She brought the knife and followed him home, whistling between her missing teeth to keep tune with his whistling, his knife tucked into the rope she wore as a belt. They walked through the city like they owned it, Simone thought maybe he did. He stopped to throw the guard under an arch, leaving him on the frozen cobbles like garbage he no longer wanted. It was a long walk, she followed him right up the steps and into the hall before realising it.
“Kitchen’s through here. Water over there.”
He sat and cleaned the knife, he didn’t watch her at all.
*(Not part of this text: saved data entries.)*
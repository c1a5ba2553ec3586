//! Mapping of task priorities onto broker links.
//!
//! Brokers cap the number of priority levels a single queue honours. To offer
//! a wider priority range, each partition is backed by several physical queues
//! ("shards"), each covering [`MAX_INTERNAL_QUEUE_PRIORITY`] consecutive
//! priorities. A priority selects the shard `priority / 10` and is sent with
//! the shard-local priority `priority % 10`.
//!
//! Partitions backed by a single shard use the historical link names without
//! a shard index (`{partition}###SenderLink`, `{partition}###q`), so existing
//! broker topologies keep working unchanged.

use std::fmt;

#[cfg(test)]
#[path = "sharding_tests.rs"]
mod tests;

/// Number of priority levels a single broker queue honours (0-9)
pub const MAX_INTERNAL_QUEUE_PRIORITY: u32 = 10;

const NAME_SEPARATOR: &str = "###";

/// Number of shards needed to cover priorities up to `max_priority`.
///
/// Never less than one.
pub fn links_per_partition(max_priority: u32) -> u32 {
    max_priority
        .div_ceil(MAX_INTERNAL_QUEUE_PRIORITY)
        .max(1)
}

/// Physical placement of a priority within a partition
#[derive(Debug, Clone, Copy, PartialEq, Eq, Hash)]
pub struct ShardAssignment {
    /// Index of the shard, in `0..links_per_partition`
    pub link_index: u32,
    /// Priority carried in the message header, in `0..=9`
    pub local_priority: u8,
}

/// Place `priority` on one of the `links_per_partition` shards.
///
/// Priorities past the last shard's range (`priority == max_priority` when
/// `max_priority` is a multiple of ten) stay on the last shard with the
/// highest local priority.
pub fn assign(priority: u32, links_per_partition: u32) -> ShardAssignment {
    let last_link = links_per_partition.max(1) - 1;
    let link_index = (priority / MAX_INTERNAL_QUEUE_PRIORITY).min(last_link);
    let local = priority - link_index * MAX_INTERNAL_QUEUE_PRIORITY;

    ShardAssignment {
        link_index,
        local_priority: local.min(MAX_INTERNAL_QUEUE_PRIORITY - 1) as u8,
    }
}

/// Names of the links and queue backing one shard of a partition
#[derive(Debug, Clone, PartialEq, Eq, Hash)]
pub struct LinkNames {
    pub sender: String,
    pub receiver: String,
    pub queue: String,
}

impl LinkNames {
    /// Names for shard `link_index` of `partition_id`.
    pub fn for_shard(partition_id: &str, link_index: u32, links_per_partition: u32) -> Self {
        let prefix = if links_per_partition <= 1 {
            format!("{partition_id}{NAME_SEPARATOR}")
        } else {
            format!("{partition_id}{NAME_SEPARATOR}{link_index}{NAME_SEPARATOR}")
        };

        Self {
            sender: format!("{prefix}SenderLink"),
            receiver: format!("{prefix}ReceiverLink"),
            queue: format!("{prefix}q"),
        }
    }

    /// Names for every shard of `partition_id`, lowest priority first.
    pub fn for_partition(partition_id: &str, links_per_partition: u32) -> Vec<Self> {
        (0..links_per_partition.max(1))
            .map(|index| Self::for_shard(partition_id, index, links_per_partition))
            .collect()
    }
}

impl fmt::Display for LinkNames {
    fn fmt(&self, f: &mut fmt::Formatter<'_>) -> fmt::Result {
        write!(f, "{}", self.queue)
    }
}
//! Pulled messages and their settlement.
//!
//! Each [`PulledItem`] carries the task identifier decoded from a delivery
//! together with the links it came from. The consumer records the outcome of
//! processing with [`PulledItem::set_status`] and then calls
//! [`PulledItem::finalize`], which settles the delivery on the broker:
//!
//! | Status                                   | Settlement                         |
//! |------------------------------------------|------------------------------------|
//! | `Processed`, `Cancelled`                 | accept                             |
//! | `Poisonous`                              | reject (dead-letter)               |
//! | `Waiting`, `Failed`, `Retried`           | release for redelivery             |
//! | `Postponed`                              | re-send with same priority, accept |
//!
//! An item dropped without being finalized stays unsettled and keeps one unit
//! of link credit until the link closes, at which point the broker redelivers
//! it.

use crate::error::QueueError;
use crate::message::{Delivery, MessageId, Timestamp};
use crate::transport::{ReceiverLink, SenderLink};
use serde::{Deserialize, Serialize};
use std::fmt;
use std::sync::Arc;
use tokio_util::sync::CancellationToken;
use tracing::{debug, warn};

#[cfg(test)]
#[path = "handler_tests.rs"]
mod tests;

/// Outcome of processing a pulled message
#[derive(Debug, Clone, Copy, Default, PartialEq, Eq, Hash, Serialize, Deserialize)]
pub enum QueueMessageStatus {
    /// Not processed yet
    #[default]
    Waiting,
    /// Processing failed and the task should be attempted again
    Failed,
    /// The task completed
    Processed,
    /// The task was cancelled; nothing left to do
    Cancelled,
    /// The task cannot run now and goes back behind other messages
    Postponed,
    /// The task was handed over to a retry
    Retried,
    /// The message can never be processed
    Poisonous,
}

/// A task reference handed to the consumer, pending settlement
pub struct PulledItem {
    delivery: Delivery,
    task_id: String,
    sender: Arc<dyn SenderLink>,
    receiver: Arc<dyn ReceiverLink>,
    cancellation: CancellationToken,
    status: QueueMessageStatus,
    finalized: bool,
}

impl PulledItem {
    pub(crate) fn new(
        delivery: Delivery,
        task_id: String,
        sender: Arc<dyn SenderLink>,
        receiver: Arc<dyn ReceiverLink>,
        cancellation: CancellationToken,
    ) -> Self {
        Self {
            delivery,
            task_id,
            sender,
            receiver,
            cancellation,
            status: QueueMessageStatus::Waiting,
            finalized: false,
        }
    }

    pub fn message_id(&self) -> &MessageId {
        &self.delivery.delivery_id
    }

    /// Task identifier carried by the message
    pub fn task_id(&self) -> &str {
        &self.task_id
    }

    pub fn delivery(&self) -> &Delivery {
        &self.delivery
    }

    pub fn received_at(&self) -> Timestamp {
        self.delivery.received_at
    }

    /// Send link paired with the receive link this item came from
    pub fn sender(&self) -> &Arc<dyn SenderLink> {
        &self.sender
    }

    pub fn receiver(&self) -> &Arc<dyn ReceiverLink> {
        &self.receiver
    }

    /// Token of the pull call that produced this item
    pub fn cancellation_token(&self) -> &CancellationToken {
        &self.cancellation
    }

    pub fn status(&self) -> QueueMessageStatus {
        self.status
    }

    pub fn set_status(&mut self, status: QueueMessageStatus) {
        self.status = status;
    }

    /// Settle the delivery according to the current status.
    pub async fn finalize(mut self) -> Result<(), QueueError> {
        self.finalized = true;

        match self.status {
            QueueMessageStatus::Processed | QueueMessageStatus::Cancelled => {
                self.receiver.accept(&self.delivery).await?;
            }
            QueueMessageStatus::Poisonous => {
                self.receiver
                    .reject(&self.delivery, "message marked as poisonous")
                    .await?;
            }
            QueueMessageStatus::Waiting
            | QueueMessageStatus::Failed
            | QueueMessageStatus::Retried => {
                self.receiver.release(&self.delivery).await?;
            }
            QueueMessageStatus::Postponed => {
                // Re-enqueue first so the task is never lost between the two steps
                self.sender.send(self.delivery.message.clone()).await?;
                self.receiver.accept(&self.delivery).await?;
            }
        }

        debug!(
            message_id = %self.delivery.delivery_id,
            task_id = %self.task_id,
            status = ?self.status,
            "Pulled message settled"
        );
        Ok(())
    }
}

impl fmt::Debug for PulledItem {
    fn fmt(&self, f: &mut fmt::Formatter<'_>) -> fmt::Result {
        f.debug_struct("PulledItem")
            .field("message_id", &self.delivery.delivery_id)
            .field("task_id", &self.task_id)
            .field("status", &self.status)
            .field("receiver", &self.receiver.name())
            .finish()
    }
}

impl Drop for PulledItem {
    fn drop(&mut self) {
        if !self.finalized {
            warn!(
                message_id = %self.delivery.delivery_id,
                task_id = %self.task_id,
                "Pulled message dropped without settlement; it stays pending until the link closes"
            );
        }
    }
}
Her hands got in everywhere, bread and fruit and good vegetables, uncooked pastry ready for tomorrow, burning-hot chestnuts in the banked fire.
“Don’t burn your fingers,” was all he said, pointing her again to the cool water when she burnt her fingers on the chestnuts anyway.
She lay that night under the stars behind his stables, stomach hurting from eating so much, cold soaking from the ground into her thin dress, her skin, her blood, her bones. She wondered who he might be.
“Porthos,” he told her, from the back step, the next morning.
“Did I ask?” she rasped.
“No, which is rude. I want my knife back,” he said.
Simone did not return his knife.
It wasn’t Simone’s fingers in the pocket of the lady but it was Simone the lady saw, because it was Simone who was too frost-bitten and too hungry to duck into the shadows. The fingers of the rich were bony, for all the good food they ate, pinching and sharp and unrelenting. Tossed after the guard from the other week, brittle from cold, rolling unceremoniously into boots. Queen’s Musketeers policed as well as Red Guard. Their sympathetic warm eyes hid behind orders and duty. Simone kicked and bit and ran.
“She’s not here, captain. I’m due back on the front in three days and you want to make our goodbye acrimonious, over some scrap of a thief you thought you’d arrest?”
“Madame is mistress to our cardinal, Porthos. Mazarin demands, and we follow orders.”
“Since when? Go jam a long-sword up your arse, d’Artagnan, it’ll give you a better backbone.”
Kitchens were warm, in winter. Monsieur Porthos mostly lived in his kitchen, so Simone found a corner in there for herself. She learnt, from him, how to tend to the fires, and how to roast chestnuts. She made them for him, and ate most of them herself. He brought her clothes again, and cleaned his knife (his fingers lighter than hers, retrieved when she was looking right at him without her knowing).
“You’ll need to stay here, while I’m gone. Eat, rest, stay clean and tidy, no one’ll look twice. Wouldn’t recognise the difference even between you an’ me, Simone. I haven’t got time to teach you much, but I’ll show you your name, and my name.”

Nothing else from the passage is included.